━━━━━ Data for processing
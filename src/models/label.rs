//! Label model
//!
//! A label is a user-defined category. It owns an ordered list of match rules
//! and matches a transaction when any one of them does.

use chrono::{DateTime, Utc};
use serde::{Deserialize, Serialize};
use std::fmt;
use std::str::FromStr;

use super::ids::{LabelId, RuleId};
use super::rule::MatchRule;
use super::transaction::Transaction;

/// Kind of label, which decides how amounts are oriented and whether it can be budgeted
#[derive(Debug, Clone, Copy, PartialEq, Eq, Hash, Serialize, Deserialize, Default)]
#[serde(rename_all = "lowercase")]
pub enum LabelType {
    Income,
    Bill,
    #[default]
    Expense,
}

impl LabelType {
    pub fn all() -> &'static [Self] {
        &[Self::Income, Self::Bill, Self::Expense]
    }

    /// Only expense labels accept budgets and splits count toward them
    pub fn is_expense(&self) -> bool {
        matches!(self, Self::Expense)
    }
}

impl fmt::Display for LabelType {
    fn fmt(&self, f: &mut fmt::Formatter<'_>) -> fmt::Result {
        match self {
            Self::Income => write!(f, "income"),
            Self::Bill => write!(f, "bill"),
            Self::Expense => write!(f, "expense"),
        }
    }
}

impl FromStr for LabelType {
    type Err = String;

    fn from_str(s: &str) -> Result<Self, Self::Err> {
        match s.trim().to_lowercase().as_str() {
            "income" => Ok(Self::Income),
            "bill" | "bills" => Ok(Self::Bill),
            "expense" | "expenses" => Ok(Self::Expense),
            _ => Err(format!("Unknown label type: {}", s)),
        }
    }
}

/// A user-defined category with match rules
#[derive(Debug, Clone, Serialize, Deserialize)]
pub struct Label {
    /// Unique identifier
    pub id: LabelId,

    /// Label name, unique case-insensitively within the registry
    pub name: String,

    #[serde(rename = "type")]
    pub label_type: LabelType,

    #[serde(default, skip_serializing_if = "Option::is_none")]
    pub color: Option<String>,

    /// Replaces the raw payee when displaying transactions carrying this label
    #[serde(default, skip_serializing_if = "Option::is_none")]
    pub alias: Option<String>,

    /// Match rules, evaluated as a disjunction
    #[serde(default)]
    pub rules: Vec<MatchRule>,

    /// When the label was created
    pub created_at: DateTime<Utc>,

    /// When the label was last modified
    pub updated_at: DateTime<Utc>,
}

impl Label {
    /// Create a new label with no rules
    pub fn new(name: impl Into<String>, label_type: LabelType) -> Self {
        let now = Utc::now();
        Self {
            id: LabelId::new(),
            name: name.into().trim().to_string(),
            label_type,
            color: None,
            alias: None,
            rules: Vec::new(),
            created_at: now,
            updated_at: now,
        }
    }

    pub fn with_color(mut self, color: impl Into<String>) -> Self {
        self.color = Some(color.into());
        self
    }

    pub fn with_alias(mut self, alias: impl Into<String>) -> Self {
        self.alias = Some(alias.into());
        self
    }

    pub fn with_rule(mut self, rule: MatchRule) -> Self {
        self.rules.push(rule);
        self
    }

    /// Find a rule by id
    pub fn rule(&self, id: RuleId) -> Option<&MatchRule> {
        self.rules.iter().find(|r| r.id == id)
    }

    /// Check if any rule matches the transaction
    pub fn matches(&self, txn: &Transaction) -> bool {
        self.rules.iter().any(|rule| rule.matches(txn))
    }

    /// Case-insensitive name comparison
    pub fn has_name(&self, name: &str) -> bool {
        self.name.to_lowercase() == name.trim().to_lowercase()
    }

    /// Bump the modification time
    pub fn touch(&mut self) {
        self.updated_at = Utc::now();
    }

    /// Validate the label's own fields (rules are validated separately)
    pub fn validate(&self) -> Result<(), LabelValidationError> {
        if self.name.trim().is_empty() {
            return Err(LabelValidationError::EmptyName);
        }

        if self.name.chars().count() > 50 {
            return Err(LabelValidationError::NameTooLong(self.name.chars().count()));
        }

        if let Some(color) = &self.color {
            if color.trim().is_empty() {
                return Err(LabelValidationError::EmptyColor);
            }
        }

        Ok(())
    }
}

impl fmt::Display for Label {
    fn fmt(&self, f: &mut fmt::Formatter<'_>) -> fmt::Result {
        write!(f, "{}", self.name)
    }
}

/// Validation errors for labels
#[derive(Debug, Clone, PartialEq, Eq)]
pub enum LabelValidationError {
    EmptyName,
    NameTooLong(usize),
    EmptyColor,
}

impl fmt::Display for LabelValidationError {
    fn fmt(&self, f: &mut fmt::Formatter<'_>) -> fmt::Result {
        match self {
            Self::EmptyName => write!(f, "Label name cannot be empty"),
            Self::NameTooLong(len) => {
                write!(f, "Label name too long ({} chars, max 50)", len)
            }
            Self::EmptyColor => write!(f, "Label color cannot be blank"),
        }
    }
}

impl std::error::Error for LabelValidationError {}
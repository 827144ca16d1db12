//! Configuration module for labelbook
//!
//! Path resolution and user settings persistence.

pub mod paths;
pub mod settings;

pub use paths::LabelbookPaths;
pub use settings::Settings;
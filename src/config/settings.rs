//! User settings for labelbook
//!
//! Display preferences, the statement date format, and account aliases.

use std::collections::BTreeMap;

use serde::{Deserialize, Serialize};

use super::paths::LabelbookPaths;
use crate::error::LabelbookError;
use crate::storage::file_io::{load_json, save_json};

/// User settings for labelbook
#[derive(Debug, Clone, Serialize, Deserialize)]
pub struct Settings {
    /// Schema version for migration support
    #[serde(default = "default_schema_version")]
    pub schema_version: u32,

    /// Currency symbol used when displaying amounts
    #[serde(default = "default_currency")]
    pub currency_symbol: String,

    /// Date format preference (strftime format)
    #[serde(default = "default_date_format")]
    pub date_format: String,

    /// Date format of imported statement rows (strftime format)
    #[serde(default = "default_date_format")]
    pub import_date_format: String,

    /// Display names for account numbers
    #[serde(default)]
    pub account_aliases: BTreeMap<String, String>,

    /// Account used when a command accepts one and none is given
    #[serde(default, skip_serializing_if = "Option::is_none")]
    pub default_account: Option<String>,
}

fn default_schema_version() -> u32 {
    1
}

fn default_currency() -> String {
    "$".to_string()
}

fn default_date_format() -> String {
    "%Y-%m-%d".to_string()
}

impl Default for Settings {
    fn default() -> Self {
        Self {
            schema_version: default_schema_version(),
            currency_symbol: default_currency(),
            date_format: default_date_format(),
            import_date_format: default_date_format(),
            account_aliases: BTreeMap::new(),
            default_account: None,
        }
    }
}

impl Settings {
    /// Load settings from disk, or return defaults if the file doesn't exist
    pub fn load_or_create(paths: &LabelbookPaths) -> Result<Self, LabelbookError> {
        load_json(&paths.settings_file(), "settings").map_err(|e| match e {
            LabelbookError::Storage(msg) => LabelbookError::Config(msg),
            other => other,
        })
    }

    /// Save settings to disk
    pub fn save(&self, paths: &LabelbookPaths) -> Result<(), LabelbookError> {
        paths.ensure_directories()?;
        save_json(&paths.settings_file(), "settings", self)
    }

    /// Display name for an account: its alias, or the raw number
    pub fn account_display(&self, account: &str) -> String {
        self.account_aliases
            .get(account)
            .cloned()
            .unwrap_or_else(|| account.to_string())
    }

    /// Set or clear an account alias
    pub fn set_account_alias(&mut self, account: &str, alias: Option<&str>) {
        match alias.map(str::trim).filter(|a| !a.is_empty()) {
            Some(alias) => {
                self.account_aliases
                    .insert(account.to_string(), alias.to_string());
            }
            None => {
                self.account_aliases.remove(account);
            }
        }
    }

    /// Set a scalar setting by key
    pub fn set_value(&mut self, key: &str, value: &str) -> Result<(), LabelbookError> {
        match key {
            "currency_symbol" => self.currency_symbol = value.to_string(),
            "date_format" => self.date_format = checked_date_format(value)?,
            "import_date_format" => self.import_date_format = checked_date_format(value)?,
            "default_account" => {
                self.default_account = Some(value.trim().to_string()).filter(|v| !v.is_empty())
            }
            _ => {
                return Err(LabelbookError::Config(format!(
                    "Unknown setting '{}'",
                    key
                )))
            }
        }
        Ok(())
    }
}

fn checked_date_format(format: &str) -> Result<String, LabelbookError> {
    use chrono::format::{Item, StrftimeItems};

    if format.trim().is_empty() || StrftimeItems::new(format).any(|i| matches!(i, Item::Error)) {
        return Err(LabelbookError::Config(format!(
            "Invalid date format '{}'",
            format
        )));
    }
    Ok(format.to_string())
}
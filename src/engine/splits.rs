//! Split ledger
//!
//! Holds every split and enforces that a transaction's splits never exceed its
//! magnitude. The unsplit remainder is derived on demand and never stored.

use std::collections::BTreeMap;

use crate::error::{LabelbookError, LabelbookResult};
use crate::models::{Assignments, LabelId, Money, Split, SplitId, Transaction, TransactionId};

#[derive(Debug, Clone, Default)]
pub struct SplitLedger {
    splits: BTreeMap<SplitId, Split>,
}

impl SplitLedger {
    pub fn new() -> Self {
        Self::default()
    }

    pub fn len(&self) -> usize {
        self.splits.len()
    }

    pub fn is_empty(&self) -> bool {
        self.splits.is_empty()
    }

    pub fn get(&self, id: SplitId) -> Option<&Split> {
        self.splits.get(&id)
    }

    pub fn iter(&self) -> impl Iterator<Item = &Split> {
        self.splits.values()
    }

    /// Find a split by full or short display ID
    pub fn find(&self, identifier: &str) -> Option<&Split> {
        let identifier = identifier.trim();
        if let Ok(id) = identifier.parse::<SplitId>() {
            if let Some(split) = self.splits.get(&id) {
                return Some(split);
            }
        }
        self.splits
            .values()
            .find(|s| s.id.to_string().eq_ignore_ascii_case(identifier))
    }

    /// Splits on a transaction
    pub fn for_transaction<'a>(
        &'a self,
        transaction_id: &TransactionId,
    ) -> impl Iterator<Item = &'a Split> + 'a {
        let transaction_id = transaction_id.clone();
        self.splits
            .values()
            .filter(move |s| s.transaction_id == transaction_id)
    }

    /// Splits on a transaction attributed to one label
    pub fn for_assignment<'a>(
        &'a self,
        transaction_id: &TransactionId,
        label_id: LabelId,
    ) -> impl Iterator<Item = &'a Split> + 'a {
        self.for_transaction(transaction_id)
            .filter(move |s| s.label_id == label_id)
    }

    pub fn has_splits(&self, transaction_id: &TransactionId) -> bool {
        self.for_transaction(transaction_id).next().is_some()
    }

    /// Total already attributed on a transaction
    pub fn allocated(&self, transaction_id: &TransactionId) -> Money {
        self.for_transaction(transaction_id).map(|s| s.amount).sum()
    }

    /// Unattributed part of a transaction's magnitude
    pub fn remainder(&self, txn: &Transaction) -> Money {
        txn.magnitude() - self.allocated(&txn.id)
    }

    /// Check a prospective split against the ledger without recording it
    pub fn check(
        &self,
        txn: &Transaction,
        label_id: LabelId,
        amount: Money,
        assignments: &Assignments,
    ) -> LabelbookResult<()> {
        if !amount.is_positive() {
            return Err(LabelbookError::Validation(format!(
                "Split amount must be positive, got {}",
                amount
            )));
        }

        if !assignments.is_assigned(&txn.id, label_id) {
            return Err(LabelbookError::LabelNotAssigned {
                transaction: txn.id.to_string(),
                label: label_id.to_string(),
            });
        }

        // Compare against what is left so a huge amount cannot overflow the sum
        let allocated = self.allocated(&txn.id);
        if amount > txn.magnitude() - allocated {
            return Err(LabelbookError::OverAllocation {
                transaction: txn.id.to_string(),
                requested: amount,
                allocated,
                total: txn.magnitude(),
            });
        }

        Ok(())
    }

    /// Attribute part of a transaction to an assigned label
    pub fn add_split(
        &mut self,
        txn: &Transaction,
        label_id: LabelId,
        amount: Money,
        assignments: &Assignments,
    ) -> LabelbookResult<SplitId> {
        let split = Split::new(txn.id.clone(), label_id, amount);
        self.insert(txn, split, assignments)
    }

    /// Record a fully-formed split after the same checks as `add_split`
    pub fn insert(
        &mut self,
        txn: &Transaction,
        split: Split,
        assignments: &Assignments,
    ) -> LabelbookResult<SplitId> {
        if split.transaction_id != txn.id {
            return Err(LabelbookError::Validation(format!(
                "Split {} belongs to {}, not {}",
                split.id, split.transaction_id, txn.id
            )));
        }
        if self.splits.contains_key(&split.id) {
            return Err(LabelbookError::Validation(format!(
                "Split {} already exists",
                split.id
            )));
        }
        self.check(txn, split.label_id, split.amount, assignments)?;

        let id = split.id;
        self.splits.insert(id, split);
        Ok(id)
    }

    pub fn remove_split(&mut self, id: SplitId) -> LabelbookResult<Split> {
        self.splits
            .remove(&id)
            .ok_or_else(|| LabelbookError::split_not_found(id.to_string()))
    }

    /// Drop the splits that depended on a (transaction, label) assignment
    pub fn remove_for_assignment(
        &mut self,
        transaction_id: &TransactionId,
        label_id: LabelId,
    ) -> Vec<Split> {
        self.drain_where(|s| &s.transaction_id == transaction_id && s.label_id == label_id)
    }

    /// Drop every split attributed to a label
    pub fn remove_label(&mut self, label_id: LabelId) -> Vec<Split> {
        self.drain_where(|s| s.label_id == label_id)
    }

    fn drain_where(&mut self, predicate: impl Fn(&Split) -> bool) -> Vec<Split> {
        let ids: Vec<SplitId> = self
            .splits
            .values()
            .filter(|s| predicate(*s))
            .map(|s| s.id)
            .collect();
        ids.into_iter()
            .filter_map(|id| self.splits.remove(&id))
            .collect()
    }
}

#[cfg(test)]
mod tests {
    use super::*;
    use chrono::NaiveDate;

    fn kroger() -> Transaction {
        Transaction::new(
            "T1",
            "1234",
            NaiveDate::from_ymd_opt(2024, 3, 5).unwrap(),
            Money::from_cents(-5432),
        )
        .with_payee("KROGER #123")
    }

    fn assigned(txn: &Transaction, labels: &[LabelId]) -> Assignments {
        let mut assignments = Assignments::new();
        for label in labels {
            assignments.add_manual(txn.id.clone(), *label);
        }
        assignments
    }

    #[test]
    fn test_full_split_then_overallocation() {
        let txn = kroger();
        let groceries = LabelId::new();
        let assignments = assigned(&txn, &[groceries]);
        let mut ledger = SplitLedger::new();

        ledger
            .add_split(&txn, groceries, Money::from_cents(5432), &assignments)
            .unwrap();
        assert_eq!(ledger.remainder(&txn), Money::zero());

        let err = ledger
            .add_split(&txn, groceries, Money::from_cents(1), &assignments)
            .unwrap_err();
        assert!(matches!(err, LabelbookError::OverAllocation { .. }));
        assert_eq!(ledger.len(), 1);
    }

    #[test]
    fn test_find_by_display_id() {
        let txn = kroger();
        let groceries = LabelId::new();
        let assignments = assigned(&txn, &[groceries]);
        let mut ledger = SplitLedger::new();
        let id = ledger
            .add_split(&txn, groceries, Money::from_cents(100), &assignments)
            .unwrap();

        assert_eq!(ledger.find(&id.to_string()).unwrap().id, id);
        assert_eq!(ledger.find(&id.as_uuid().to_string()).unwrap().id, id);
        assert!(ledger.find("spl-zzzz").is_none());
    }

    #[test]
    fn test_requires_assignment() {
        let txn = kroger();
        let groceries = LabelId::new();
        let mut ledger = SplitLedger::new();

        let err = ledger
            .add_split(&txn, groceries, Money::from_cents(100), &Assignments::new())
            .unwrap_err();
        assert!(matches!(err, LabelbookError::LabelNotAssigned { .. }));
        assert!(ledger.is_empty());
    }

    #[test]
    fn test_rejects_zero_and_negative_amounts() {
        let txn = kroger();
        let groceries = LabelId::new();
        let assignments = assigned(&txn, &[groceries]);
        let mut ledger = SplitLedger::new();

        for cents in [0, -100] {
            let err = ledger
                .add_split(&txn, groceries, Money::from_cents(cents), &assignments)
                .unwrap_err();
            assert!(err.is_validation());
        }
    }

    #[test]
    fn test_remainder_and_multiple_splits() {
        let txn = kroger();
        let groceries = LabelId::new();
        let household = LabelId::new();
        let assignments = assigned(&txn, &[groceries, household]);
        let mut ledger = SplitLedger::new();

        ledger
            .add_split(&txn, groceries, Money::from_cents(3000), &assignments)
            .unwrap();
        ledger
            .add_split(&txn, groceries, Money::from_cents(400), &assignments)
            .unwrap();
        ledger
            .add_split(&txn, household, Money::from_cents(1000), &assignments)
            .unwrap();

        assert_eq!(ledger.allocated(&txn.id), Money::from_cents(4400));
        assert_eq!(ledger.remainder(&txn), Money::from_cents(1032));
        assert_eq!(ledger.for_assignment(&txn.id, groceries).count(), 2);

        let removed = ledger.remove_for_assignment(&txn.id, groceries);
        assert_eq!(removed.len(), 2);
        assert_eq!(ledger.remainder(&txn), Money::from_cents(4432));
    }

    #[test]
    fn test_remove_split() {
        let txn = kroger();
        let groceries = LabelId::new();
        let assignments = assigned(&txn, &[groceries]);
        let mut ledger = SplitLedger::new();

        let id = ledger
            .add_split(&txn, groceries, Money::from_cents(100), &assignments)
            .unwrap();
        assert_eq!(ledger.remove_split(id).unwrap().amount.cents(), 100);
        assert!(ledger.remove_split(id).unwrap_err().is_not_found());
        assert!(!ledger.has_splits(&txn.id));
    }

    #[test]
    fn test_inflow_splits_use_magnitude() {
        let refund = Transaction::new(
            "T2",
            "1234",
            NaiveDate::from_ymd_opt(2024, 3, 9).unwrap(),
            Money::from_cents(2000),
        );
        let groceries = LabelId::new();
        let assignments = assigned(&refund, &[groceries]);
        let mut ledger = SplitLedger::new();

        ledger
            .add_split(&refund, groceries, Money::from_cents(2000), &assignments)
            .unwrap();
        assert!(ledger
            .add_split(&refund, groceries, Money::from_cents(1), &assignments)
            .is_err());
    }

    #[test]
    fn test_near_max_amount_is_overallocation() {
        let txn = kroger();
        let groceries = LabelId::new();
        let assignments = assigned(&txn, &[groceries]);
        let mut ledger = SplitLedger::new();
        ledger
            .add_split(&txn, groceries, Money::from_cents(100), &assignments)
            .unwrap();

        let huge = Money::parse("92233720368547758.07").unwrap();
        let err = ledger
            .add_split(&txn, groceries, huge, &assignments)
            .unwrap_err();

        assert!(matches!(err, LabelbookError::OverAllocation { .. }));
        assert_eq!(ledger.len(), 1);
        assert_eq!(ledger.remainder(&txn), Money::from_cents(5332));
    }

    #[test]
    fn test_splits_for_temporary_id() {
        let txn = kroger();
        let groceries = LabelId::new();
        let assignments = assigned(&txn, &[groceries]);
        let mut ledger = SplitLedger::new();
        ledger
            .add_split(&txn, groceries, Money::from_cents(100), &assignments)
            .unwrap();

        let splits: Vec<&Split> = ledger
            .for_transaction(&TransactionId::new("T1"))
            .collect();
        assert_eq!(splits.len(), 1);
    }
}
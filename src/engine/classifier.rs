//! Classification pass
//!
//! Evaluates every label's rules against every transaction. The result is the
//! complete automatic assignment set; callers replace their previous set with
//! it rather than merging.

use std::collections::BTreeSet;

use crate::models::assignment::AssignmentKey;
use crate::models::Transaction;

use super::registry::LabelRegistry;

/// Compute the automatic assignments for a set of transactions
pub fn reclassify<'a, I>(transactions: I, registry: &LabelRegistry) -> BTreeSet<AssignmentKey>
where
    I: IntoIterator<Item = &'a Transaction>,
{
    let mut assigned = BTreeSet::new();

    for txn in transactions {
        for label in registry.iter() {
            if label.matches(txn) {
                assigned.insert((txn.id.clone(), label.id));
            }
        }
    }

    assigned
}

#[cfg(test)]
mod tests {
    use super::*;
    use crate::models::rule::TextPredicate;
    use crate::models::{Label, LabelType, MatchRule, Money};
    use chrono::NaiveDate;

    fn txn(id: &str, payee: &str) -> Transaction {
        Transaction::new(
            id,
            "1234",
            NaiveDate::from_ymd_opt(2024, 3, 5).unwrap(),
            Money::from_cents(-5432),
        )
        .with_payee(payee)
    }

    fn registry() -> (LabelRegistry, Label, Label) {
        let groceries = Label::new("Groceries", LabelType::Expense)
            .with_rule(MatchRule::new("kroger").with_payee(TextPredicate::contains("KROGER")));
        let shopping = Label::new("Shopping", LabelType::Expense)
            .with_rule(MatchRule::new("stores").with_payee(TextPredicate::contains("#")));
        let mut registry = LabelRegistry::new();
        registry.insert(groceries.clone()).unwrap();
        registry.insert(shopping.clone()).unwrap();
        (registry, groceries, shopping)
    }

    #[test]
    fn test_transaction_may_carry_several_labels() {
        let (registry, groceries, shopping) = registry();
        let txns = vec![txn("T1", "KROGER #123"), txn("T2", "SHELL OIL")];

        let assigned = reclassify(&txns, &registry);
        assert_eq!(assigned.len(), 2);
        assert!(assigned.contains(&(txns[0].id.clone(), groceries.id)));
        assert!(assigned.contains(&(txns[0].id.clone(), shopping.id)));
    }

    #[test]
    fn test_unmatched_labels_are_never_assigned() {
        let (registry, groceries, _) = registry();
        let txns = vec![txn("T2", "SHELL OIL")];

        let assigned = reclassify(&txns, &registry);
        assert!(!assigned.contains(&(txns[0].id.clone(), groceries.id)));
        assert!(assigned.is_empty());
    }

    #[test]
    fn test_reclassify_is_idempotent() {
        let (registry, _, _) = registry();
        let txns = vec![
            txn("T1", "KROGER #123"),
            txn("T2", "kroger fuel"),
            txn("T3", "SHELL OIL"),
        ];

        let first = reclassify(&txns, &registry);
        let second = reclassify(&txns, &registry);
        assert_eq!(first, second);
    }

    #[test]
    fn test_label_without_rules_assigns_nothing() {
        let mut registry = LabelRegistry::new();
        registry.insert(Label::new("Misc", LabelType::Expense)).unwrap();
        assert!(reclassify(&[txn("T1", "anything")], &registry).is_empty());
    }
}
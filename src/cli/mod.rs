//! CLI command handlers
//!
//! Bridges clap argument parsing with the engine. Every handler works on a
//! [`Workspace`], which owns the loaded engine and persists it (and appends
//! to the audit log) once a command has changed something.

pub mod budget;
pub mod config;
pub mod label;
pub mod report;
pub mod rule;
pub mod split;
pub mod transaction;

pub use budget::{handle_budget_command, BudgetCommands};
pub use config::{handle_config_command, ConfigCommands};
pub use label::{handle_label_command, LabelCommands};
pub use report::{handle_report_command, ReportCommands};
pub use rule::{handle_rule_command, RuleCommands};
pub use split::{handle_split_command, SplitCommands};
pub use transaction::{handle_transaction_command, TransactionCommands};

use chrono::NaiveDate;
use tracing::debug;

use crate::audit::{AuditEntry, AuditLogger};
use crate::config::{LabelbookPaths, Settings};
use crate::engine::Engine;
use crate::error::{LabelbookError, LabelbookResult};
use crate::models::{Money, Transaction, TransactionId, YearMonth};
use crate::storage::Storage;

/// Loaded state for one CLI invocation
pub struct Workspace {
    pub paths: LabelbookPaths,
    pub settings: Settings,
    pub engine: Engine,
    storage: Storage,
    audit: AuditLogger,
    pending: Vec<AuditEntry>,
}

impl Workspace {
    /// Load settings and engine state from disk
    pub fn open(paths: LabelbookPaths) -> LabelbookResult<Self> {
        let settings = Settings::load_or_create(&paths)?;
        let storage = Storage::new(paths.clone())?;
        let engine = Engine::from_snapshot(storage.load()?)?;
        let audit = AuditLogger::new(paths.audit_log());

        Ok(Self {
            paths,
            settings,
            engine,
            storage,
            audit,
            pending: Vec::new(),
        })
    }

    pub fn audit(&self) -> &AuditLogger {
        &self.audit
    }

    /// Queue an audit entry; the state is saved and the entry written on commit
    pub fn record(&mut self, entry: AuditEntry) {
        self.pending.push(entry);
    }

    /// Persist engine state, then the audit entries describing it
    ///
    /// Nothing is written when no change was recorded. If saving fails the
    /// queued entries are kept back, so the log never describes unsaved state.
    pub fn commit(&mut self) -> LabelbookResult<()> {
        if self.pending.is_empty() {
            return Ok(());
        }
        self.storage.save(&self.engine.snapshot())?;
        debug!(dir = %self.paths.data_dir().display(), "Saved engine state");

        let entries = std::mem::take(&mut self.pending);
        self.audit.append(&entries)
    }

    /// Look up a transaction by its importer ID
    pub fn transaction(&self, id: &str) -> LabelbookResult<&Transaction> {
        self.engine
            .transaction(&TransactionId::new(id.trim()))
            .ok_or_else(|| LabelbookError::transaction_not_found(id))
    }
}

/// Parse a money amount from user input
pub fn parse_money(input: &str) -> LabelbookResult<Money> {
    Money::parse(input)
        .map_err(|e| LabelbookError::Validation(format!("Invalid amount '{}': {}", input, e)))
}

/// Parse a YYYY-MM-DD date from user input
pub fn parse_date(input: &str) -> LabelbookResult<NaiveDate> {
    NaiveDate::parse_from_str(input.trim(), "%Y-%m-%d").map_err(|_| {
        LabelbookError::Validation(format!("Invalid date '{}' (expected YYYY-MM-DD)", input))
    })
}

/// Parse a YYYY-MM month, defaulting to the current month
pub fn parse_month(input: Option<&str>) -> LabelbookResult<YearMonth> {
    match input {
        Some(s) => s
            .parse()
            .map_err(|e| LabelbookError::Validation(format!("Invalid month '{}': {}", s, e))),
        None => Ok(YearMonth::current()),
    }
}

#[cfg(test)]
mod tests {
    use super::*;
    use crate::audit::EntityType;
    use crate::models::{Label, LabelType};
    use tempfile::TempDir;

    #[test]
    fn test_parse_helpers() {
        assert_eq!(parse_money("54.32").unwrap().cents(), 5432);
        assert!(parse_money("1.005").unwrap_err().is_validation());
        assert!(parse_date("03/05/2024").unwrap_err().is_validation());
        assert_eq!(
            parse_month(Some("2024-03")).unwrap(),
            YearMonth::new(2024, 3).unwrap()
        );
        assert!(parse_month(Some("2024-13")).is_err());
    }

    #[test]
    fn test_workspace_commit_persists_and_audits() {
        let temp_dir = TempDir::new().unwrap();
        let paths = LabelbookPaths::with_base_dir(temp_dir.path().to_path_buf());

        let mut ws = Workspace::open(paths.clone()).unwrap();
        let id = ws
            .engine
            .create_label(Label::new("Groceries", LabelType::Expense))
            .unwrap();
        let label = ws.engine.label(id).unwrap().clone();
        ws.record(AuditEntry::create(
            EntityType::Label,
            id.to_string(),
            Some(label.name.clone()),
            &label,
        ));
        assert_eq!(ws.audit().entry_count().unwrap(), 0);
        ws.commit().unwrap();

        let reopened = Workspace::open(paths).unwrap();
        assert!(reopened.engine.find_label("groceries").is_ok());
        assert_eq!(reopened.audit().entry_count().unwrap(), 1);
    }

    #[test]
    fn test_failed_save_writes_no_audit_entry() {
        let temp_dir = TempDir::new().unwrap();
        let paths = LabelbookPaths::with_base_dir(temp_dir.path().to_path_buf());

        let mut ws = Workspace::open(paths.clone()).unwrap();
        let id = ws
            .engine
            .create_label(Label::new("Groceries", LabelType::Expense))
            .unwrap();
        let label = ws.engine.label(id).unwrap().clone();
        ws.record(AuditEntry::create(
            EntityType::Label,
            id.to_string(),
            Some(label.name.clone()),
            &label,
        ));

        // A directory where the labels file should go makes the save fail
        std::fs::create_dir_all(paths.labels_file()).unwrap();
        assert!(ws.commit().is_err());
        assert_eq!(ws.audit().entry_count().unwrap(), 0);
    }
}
━━━━━━━━━━
Which lines above run from the one containing "let audit = AuditLogger::new(paths.audit_log());" down to the one containing "pub fn parse_date(input: &str)"? Repeat exactly those, both ends included, and nothing else.

- Expected output -
        let audit = AuditLogger::new(paths.audit_log());

        Ok(Self {
            paths,
            settings,
            engine,
            storage,
            audit,
            pending: Vec::new(),
        })
    }

    pub fn audit(&self) -> &AuditLogger {
        &self.audit
    }

    /// Queue an audit entry; the state is saved and the entry written on commit
    pub fn record(&mut self, entry: AuditEntry) {
        self.pending.push(entry);
    }

    /// Persist engine state, then the audit entries describing it
    ///
    /// Nothing is written when no change was recorded. If saving fails the
    /// queued entries are kept back, so the log never describes unsaved state.
    pub fn commit(&mut self) -> LabelbookResult<()> {
        if self.pending.is_empty() {
            return Ok(());
        }
        self.storage.save(&self.engine.snapshot())?;
        debug!(dir = %self.paths.data_dir().display(), "Saved engine state");

        let entries = std::mem::take(&mut self.pending);
        self.audit.append(&entries)
    }

    /// Look up a transaction by its importer ID
    pub fn transaction(&self, id: &str) -> LabelbookResult<&Transaction> {
        self.engine
            .transaction(&TransactionId::new(id.trim()))
            .ok_or_else(|| LabelbookError::transaction_not_found(id))
    }
}

/// Parse a money amount from user input
pub fn parse_money(input: &str) -> LabelbookResult<Money> {
    Money::parse(input)
        .map_err(|e| LabelbookError::Validation(format!("Invalid amount '{}': {}", input, e)))
}

/// Parse a YYYY-MM-DD date from user input
pub fn parse_date(input: &str) -> LabelbookResult<NaiveDate> {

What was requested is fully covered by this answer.